WORK ORDER - Only a number is expected: how many lines in these records mention the word "Duration"?

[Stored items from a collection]
· · ·

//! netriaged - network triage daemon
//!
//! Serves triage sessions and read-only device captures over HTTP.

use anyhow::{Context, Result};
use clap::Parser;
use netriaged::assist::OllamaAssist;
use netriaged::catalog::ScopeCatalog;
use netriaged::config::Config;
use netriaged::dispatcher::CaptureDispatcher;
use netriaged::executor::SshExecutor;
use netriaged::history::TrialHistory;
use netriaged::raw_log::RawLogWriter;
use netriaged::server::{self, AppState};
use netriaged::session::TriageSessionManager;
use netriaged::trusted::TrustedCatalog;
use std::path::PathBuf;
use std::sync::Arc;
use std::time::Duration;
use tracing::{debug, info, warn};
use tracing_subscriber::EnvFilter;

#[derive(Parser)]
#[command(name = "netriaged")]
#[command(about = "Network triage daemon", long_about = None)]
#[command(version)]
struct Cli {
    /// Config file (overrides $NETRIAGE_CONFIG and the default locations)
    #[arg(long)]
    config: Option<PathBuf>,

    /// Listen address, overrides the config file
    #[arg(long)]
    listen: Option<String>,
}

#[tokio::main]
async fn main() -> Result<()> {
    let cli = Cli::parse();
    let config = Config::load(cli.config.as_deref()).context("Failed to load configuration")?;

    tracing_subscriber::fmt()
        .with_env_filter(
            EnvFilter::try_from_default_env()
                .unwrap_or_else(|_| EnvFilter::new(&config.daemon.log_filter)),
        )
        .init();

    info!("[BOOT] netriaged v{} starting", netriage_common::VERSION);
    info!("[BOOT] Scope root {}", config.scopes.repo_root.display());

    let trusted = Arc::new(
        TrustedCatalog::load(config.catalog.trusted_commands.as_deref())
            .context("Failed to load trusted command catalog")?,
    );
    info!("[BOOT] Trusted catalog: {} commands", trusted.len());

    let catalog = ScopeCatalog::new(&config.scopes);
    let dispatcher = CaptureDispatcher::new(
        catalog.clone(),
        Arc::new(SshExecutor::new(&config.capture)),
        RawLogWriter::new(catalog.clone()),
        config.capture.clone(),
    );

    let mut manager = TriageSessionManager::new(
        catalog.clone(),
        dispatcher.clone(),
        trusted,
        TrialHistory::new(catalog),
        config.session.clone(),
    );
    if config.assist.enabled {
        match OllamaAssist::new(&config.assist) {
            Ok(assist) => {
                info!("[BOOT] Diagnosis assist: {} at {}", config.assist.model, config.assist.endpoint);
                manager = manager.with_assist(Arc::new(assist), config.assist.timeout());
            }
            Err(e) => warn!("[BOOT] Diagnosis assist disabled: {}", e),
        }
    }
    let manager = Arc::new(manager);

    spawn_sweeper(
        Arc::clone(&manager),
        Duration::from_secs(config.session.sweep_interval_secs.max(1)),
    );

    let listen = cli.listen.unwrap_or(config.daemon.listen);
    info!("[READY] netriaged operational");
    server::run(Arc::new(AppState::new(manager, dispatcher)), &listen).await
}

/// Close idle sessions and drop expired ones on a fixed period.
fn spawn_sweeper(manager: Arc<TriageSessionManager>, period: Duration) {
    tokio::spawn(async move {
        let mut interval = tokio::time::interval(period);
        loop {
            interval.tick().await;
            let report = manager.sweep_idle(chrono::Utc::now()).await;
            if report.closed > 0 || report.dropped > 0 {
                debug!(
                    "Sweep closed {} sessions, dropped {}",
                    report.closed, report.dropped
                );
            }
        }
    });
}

· · ·

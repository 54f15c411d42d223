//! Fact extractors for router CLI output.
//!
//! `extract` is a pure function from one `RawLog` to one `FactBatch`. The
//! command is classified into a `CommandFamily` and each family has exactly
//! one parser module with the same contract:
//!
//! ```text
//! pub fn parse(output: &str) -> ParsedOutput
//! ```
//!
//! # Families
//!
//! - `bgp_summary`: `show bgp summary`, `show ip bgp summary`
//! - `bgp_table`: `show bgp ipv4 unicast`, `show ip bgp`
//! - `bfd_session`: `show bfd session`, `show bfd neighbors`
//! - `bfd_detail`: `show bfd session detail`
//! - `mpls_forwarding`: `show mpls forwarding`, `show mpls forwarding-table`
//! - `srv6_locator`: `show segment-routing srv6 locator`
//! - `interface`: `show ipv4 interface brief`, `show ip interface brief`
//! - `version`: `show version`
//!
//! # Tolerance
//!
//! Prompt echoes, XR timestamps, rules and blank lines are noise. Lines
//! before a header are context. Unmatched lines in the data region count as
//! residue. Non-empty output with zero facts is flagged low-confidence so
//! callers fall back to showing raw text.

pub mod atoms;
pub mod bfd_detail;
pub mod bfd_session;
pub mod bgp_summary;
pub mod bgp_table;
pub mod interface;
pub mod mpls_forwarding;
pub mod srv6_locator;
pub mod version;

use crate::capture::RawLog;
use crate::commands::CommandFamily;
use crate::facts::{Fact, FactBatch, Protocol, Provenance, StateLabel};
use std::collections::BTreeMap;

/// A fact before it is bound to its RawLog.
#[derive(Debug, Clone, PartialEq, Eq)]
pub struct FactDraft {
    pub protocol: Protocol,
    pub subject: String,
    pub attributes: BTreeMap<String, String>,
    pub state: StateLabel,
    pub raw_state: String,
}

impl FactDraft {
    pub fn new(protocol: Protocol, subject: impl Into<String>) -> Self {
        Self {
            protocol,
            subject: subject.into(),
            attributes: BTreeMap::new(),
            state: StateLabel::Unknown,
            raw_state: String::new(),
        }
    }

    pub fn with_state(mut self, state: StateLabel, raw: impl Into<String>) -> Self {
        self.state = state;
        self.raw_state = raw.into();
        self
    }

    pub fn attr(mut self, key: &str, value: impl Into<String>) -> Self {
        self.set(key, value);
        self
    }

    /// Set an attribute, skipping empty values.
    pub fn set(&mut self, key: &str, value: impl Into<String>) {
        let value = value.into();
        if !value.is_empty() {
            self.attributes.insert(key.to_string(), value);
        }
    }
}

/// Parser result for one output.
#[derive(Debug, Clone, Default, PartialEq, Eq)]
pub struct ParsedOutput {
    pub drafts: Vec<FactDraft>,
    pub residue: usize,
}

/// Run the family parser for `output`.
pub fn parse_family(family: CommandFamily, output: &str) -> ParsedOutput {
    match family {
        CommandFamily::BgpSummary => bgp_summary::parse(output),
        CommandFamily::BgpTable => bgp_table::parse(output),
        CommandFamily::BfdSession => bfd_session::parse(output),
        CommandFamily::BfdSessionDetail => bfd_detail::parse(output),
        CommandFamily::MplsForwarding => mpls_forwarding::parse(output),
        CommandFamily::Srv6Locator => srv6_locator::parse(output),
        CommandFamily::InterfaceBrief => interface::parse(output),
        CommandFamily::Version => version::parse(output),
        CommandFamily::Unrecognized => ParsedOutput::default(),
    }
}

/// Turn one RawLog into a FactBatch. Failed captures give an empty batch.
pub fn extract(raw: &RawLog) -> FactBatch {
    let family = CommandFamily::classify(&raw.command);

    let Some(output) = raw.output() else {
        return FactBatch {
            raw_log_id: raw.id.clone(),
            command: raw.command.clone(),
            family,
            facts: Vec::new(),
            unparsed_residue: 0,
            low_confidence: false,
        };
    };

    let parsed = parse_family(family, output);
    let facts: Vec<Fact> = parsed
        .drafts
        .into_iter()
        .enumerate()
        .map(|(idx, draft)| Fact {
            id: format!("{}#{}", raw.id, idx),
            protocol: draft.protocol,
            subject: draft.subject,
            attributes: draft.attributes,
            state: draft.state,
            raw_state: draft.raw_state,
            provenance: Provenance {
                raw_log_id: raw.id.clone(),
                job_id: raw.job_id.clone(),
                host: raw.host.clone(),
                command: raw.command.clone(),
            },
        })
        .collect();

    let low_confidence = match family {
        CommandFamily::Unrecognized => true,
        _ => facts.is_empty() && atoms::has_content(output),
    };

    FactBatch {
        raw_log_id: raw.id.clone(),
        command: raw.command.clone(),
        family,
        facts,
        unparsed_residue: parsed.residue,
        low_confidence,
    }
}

· · ·

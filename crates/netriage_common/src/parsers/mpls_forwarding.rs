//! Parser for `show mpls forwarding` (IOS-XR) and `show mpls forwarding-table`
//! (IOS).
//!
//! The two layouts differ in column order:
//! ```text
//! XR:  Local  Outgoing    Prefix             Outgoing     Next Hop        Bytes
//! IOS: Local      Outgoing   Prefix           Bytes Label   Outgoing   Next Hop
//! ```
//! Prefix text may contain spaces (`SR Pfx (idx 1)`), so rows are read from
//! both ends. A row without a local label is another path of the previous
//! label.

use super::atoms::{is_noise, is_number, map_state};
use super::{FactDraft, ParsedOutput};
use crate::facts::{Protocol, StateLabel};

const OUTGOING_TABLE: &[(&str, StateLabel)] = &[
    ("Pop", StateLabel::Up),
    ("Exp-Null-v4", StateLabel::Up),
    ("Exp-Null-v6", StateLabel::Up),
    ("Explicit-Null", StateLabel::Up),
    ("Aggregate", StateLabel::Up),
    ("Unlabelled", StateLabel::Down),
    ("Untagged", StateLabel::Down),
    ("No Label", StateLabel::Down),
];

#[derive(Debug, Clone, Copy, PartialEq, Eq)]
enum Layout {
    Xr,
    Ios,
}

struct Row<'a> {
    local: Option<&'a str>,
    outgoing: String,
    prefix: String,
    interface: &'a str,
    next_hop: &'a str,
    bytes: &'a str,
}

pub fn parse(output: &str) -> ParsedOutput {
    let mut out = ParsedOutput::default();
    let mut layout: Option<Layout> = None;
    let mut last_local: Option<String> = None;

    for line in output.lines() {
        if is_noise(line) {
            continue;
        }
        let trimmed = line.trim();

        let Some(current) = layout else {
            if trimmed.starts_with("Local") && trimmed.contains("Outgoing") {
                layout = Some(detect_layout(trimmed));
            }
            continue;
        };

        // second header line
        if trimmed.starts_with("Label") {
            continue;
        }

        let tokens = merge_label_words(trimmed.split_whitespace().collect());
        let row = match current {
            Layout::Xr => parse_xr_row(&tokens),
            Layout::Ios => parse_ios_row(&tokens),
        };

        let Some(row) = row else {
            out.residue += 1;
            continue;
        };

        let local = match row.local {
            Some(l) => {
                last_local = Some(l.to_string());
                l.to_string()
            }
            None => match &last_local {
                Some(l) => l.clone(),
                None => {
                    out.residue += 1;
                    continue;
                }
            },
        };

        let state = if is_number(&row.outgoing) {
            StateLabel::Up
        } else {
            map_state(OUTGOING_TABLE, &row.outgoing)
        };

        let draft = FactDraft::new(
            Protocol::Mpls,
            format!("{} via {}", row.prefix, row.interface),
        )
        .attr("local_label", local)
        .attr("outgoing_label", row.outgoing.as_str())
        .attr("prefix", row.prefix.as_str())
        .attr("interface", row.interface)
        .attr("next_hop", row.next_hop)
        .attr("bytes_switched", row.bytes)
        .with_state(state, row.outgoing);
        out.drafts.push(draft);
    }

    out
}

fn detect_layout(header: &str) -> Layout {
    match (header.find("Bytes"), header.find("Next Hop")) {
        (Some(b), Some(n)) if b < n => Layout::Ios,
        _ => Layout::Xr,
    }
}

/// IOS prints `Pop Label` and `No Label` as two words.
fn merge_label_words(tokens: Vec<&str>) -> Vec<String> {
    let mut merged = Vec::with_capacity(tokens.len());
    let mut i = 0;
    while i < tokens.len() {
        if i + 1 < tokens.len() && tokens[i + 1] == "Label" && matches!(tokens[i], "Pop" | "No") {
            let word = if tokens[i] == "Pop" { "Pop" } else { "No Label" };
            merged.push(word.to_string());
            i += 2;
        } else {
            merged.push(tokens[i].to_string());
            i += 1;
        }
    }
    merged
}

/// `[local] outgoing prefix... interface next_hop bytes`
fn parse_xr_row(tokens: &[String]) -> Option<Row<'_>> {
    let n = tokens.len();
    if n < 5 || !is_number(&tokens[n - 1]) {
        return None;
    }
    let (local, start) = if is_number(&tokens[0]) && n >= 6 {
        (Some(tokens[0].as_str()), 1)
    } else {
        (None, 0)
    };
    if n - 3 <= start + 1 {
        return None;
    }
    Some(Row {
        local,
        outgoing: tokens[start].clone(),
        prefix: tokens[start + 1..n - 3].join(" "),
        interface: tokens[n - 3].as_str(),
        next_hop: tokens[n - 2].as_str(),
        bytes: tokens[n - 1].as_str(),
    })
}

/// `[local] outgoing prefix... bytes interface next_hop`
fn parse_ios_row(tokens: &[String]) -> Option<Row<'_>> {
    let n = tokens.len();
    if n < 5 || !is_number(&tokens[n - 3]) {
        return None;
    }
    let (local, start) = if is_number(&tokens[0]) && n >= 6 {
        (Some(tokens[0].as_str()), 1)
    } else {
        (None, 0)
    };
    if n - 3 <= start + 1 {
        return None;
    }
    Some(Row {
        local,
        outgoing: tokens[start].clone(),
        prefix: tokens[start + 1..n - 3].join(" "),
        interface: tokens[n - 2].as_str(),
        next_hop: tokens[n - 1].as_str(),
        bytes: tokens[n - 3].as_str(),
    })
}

· · ·

WRITTEN REPLY - 3